Problem description:
Lift out all lines below that contain "SeqCst".

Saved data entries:

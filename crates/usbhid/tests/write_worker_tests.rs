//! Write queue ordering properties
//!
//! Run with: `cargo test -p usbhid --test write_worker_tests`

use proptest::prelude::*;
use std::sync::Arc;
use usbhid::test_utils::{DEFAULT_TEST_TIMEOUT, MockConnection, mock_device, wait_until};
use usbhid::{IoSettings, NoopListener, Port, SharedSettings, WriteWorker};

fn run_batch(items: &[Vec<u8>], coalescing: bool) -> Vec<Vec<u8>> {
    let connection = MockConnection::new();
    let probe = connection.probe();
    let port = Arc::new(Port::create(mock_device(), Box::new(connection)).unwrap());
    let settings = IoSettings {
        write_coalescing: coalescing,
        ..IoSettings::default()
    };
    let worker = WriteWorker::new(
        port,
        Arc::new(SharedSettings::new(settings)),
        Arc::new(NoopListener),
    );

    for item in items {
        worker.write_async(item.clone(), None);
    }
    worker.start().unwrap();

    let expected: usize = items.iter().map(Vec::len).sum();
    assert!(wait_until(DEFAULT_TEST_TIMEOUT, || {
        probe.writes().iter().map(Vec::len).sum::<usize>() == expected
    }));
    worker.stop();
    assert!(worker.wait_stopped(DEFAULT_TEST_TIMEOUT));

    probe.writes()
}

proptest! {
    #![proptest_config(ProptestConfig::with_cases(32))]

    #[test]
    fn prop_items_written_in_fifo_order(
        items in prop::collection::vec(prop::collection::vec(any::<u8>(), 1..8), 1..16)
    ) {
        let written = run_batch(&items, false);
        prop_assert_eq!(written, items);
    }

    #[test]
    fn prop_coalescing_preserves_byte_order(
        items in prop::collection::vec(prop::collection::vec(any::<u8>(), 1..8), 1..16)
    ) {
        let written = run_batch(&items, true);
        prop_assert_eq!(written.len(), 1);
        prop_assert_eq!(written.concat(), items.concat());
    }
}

==

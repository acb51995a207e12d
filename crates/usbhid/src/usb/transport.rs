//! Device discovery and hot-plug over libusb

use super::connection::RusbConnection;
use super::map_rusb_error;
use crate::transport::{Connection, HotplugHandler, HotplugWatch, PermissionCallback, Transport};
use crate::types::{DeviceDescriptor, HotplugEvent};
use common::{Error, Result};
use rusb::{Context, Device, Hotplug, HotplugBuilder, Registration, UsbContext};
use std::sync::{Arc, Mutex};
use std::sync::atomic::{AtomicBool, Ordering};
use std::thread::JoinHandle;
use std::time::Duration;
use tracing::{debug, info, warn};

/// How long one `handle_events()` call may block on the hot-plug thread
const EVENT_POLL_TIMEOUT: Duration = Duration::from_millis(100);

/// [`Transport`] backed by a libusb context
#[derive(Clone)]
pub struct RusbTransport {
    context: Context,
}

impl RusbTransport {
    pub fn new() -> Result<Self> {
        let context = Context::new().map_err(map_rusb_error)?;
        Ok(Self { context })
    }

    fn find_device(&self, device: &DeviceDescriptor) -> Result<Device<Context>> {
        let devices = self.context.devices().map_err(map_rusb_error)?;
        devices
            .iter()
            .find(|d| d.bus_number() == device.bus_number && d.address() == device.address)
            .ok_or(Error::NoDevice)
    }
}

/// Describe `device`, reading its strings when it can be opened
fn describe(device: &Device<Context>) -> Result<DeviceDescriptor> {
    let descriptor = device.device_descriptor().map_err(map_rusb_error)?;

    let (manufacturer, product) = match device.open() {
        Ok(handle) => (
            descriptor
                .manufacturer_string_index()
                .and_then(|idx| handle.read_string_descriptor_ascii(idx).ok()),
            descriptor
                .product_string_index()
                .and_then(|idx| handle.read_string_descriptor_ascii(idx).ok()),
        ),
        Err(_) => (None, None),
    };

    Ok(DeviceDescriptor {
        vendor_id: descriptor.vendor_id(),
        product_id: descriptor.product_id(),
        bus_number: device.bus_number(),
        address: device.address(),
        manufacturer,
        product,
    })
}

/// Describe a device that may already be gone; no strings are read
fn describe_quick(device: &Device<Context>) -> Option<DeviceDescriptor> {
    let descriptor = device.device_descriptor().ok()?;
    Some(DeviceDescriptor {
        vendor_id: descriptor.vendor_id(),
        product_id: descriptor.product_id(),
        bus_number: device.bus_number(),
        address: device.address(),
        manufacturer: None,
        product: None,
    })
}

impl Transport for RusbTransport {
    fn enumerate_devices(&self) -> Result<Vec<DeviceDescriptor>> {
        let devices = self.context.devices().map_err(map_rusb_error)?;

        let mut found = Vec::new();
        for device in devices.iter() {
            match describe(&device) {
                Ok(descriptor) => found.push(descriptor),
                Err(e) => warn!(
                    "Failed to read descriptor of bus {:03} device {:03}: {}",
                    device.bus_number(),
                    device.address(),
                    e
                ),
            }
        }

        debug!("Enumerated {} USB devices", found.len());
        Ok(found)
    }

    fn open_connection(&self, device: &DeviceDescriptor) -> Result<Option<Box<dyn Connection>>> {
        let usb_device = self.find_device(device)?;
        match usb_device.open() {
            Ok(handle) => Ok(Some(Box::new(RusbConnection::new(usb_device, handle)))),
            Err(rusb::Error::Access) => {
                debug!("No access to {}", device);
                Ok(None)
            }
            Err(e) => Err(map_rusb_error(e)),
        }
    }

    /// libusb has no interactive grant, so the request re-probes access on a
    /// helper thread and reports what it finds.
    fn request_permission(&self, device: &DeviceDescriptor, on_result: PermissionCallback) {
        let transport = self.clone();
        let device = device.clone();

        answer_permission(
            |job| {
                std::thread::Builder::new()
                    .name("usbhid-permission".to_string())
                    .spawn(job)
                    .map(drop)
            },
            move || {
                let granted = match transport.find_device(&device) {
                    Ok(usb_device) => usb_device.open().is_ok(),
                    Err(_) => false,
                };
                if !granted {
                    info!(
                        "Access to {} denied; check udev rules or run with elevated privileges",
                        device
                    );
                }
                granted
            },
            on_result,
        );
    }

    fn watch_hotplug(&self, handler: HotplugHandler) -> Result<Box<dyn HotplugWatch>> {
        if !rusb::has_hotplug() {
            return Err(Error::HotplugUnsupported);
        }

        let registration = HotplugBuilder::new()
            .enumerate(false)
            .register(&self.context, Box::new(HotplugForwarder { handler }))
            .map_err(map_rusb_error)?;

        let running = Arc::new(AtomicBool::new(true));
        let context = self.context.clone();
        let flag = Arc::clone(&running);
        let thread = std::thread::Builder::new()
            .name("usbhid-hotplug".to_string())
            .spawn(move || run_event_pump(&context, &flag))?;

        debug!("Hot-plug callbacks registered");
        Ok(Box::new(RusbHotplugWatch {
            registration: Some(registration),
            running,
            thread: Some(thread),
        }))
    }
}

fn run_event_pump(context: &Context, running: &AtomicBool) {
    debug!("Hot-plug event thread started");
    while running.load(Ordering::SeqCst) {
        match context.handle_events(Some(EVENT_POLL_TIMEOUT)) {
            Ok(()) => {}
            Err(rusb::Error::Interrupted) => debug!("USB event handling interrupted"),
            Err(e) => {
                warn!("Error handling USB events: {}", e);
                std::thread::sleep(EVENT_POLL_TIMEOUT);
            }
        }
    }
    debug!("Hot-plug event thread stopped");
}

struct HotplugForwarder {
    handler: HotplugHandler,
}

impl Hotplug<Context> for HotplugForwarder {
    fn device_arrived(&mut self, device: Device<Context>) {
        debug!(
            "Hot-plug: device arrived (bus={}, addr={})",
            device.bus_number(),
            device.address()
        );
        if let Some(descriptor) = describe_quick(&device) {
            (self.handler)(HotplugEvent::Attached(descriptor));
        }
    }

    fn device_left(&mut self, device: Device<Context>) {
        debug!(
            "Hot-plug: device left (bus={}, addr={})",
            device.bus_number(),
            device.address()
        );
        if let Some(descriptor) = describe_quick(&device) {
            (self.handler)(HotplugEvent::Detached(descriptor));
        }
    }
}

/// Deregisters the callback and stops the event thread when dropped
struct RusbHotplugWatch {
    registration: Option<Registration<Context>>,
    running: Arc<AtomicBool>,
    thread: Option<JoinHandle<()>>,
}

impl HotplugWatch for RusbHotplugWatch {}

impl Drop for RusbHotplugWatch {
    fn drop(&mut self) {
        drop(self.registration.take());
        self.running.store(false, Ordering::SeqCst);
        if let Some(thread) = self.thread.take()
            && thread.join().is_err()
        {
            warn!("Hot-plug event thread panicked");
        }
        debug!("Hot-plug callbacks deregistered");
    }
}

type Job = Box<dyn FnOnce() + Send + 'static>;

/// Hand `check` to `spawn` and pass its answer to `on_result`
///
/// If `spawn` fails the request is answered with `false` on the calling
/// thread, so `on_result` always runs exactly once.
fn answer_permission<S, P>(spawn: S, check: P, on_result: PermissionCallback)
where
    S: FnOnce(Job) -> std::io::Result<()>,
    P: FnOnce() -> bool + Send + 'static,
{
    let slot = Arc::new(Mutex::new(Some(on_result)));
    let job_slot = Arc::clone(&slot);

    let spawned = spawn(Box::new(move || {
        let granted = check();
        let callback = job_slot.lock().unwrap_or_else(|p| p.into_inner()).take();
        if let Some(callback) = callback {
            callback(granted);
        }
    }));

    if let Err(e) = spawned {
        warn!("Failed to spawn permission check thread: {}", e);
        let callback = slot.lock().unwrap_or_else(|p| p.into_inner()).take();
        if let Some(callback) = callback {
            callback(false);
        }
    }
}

Result for this exercise:
    while running.load(Ordering::SeqCst) {
        self.running.store(false, Ordering::SeqCst);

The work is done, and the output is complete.